Dataset entries:
===============

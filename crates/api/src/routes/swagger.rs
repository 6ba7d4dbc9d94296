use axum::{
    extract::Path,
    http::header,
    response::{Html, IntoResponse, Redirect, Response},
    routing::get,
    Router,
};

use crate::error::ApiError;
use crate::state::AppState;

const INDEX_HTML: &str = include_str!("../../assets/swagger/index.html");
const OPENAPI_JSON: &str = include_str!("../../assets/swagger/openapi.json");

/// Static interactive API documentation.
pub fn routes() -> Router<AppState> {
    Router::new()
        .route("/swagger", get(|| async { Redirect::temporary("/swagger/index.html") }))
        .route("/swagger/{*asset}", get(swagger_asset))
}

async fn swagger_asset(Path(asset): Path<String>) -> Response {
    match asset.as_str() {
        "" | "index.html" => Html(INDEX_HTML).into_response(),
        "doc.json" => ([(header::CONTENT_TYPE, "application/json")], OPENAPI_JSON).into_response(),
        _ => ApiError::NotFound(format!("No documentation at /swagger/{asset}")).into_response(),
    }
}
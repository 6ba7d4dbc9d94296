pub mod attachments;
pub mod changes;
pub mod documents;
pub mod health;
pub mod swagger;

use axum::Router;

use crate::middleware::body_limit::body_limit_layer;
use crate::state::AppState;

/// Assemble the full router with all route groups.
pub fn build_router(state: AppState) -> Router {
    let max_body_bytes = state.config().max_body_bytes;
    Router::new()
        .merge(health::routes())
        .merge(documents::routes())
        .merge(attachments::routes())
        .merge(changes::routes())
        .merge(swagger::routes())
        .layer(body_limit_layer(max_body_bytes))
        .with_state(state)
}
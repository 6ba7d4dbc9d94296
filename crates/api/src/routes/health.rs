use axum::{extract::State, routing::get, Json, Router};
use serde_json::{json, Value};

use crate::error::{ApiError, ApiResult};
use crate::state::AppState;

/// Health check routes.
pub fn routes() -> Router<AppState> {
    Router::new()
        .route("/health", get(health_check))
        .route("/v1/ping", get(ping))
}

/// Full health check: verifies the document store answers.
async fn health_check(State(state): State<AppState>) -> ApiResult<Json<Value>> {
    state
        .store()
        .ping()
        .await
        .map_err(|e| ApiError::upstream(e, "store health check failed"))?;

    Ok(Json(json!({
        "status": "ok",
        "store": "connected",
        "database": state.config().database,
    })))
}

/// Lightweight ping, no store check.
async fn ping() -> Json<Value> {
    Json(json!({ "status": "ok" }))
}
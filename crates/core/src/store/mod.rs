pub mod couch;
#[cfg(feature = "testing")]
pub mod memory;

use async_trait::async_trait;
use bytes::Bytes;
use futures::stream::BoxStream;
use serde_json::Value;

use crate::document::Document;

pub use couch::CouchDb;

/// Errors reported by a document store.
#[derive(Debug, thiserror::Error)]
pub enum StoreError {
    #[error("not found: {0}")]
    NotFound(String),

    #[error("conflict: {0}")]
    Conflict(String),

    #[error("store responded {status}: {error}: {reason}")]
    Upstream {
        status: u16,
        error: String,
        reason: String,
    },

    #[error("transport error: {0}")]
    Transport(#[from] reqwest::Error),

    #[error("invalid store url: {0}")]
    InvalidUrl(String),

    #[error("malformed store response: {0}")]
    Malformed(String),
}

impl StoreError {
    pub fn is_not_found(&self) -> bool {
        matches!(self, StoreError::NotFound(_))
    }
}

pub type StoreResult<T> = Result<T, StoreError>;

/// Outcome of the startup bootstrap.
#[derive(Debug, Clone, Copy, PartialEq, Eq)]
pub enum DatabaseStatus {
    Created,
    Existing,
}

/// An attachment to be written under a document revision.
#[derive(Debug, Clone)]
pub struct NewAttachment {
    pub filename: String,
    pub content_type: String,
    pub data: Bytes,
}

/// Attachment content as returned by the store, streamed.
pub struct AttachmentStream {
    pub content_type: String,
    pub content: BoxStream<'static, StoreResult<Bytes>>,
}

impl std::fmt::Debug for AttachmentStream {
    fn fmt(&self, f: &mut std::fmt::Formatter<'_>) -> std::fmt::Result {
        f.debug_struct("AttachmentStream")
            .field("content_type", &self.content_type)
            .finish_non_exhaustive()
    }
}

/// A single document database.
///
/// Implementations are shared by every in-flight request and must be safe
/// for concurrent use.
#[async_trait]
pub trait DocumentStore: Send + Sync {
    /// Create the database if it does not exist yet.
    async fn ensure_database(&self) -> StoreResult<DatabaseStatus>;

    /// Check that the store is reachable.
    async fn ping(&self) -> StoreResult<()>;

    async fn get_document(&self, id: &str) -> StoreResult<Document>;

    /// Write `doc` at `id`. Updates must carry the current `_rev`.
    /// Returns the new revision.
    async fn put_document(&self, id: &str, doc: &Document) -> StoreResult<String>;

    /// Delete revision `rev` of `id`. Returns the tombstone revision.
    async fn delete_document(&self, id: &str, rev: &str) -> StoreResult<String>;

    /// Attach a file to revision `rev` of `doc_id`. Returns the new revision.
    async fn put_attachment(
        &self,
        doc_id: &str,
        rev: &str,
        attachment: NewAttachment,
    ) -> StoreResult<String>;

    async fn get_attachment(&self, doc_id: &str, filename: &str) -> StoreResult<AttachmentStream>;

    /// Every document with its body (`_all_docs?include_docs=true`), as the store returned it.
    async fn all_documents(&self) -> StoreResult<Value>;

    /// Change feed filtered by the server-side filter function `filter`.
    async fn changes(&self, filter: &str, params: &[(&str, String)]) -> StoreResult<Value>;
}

===============

■ Assignment
Reproduce exactly, and only, the lines from the start of the entries through the one that contains "const INDEX_HTML: &str".

■ Your response
filename crates/api/src/routes/swagger.rs
repository 6ba7d4dbc9d94296
use axum::{
    extract::Path,
    http::header,
    response::{Html, IntoResponse, Redirect, Response},
    routing::get,
    Router,
};

use crate::error::ApiError;
use crate::state::AppState;

const INDEX_HTML: &str = include_str!("../../assets/swagger/index.html");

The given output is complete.